-- Input for this task follows --

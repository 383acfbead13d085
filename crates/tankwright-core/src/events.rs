//! Structural events and audio/VFX cues, buffered per tick.
//!
//! Collaborators (HUD, sound, camera framing) do not register callbacks;
//! the structure appends to these buffers during mutations and the host
//! drains them once per tick. Cues are fire-and-forget: nothing in the
//! core ever consults their outcome.

use serde::{Deserialize, Serialize};

use crate::cell::{CellRef, RoomId};
use crate::grid::Vec2;

/// Structural change notification.
#[derive(Debug, Clone, PartialEq, Serialize, Deserialize)]
pub enum StructureEvent {
    CellDestroyed { cell: CellRef, position: Vec2 },
    RoomMounted { room: RoomId },
    RoomDismounted { room: RoomId },
    MassChanged { mass: f32 },
    /// Fraction of the core health pool remaining after core damage.
    CoreDamaged { fraction_remaining: f32 },
    /// An avatar was parented to a destroyed cell and has been detached.
    OccupantEjected { occupant: u32, position: Vec2 },
}

/// Fire-and-forget audio/particle trigger.
#[derive(Debug, Clone, PartialEq, Serialize, Deserialize)]
pub struct Cue {
    pub name: String,
    pub position: Vec2,
}

/// Per-tick buffers drained by the host.
#[derive(Debug, Clone, Default, Serialize, Deserialize)]
pub struct EventBuffer {
    events: Vec<StructureEvent>,
    cues: Vec<Cue>,
}

impl EventBuffer {
    pub fn new() -> Self {
        Self::default()
    }

    pub fn push(&mut self, event: StructureEvent) {
        self.events.push(event);
    }

    pub fn play(&mut self, name: impl Into<String>, position: Vec2) {
        self.cues.push(Cue {
            name: name.into(),
            position,
        });
    }

    pub fn events(&self) -> &[StructureEvent] {
        &self.events
    }

    pub fn drain_events(&mut self) -> Vec<StructureEvent> {
        std::mem::take(&mut self.events)
    }

    pub fn drain_cues(&mut self) -> Vec<Cue> {
        std::mem::take(&mut self.cues)
    }
}

#[cfg(test)]
mod tests {
    use super::*;

    #[test]
    fn test_drain_empties_buffer() {
        let mut buffer = EventBuffer::new();
        buffer.push(StructureEvent::MassChanged { mass: 10.0 });
        buffer.play("cell_destroyed", Vec2::ZERO);
        assert_eq!(buffer.drain_events().len(), 1);
        assert!(buffer.drain_events().is_empty());
        assert_eq!(buffer.drain_cues().len(), 1);
        assert!(buffer.drain_cues().is_empty());
    }
}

-- Input for this task concluded --

What you are asked to do: Repeat every entry exactly, please.

Solution for this problem:
repository 383acfbead13d085
filename crates/tankwright-core/src/events.rs
//! Structural events and audio/VFX cues, buffered per tick.
//!
//! Collaborators (HUD, sound, camera framing) do not register callbacks;
//! the structure appends to these buffers during mutations and the host
//! drains them once per tick. Cues are fire-and-forget: nothing in the
//! core ever consults their outcome.

use serde::{Deserialize, Serialize};

use crate::cell::{CellRef, RoomId};
use crate::grid::Vec2;

/// Structural change notification.
#[derive(Debug, Clone, PartialEq, Serialize, Deserialize)]
pub enum StructureEvent {
    CellDestroyed { cell: CellRef, position: Vec2 },
    RoomMounted { room: RoomId },
    RoomDismounted { room: RoomId },
    MassChanged { mass: f32 },
    /// Fraction of the core health pool remaining after core damage.
    CoreDamaged { fraction_remaining: f32 },
    /// An avatar was parented to a destroyed cell and has been detached.
    OccupantEjected { occupant: u32, position: Vec2 },
}

/// Fire-and-forget audio/particle trigger.
#[derive(Debug, Clone, PartialEq, Serialize, Deserialize)]
pub struct Cue {
    pub name: String,
    pub position: Vec2,
}

/// Per-tick buffers drained by the host.
#[derive(Debug, Clone, Default, Serialize, Deserialize)]
pub struct EventBuffer {
    events: Vec<StructureEvent>,
    cues: Vec<Cue>,
}

impl EventBuffer {
    pub fn new() -> Self {
        Self::default()
    }

    pub fn push(&mut self, event: StructureEvent) {
        self.events.push(event);
    }

    pub fn play(&mut self, name: impl Into<String>, position: Vec2) {
        self.cues.push(Cue {
            name: name.into(),
            position,
        });
    }

    pub fn events(&self) -> &[StructureEvent] {
        &self.events
    }

    pub fn drain_events(&mut self) -> Vec<StructureEvent> {
        std::mem::take(&mut self.events)
    }

    pub fn drain_cues(&mut self) -> Vec<Cue> {
        std::mem::take(&mut self.cues)
    }
}

#[cfg(test)]
mod tests {
    use super::*;

    #[test]
    fn test_drain_empties_buffer() {
        let mut buffer = EventBuffer::new();
        buffer.push(StructureEvent::MassChanged { mass: 10.0 });
        buffer.play("cell_destroyed", Vec2::ZERO);
        assert_eq!(buffer.drain_events().len(), 1);
        assert!(buffer.drain_events().is_empty());
        assert_eq!(buffer.drain_cues().len(), 1);
        assert!(buffer.drain_cues().is_empty());
    }
}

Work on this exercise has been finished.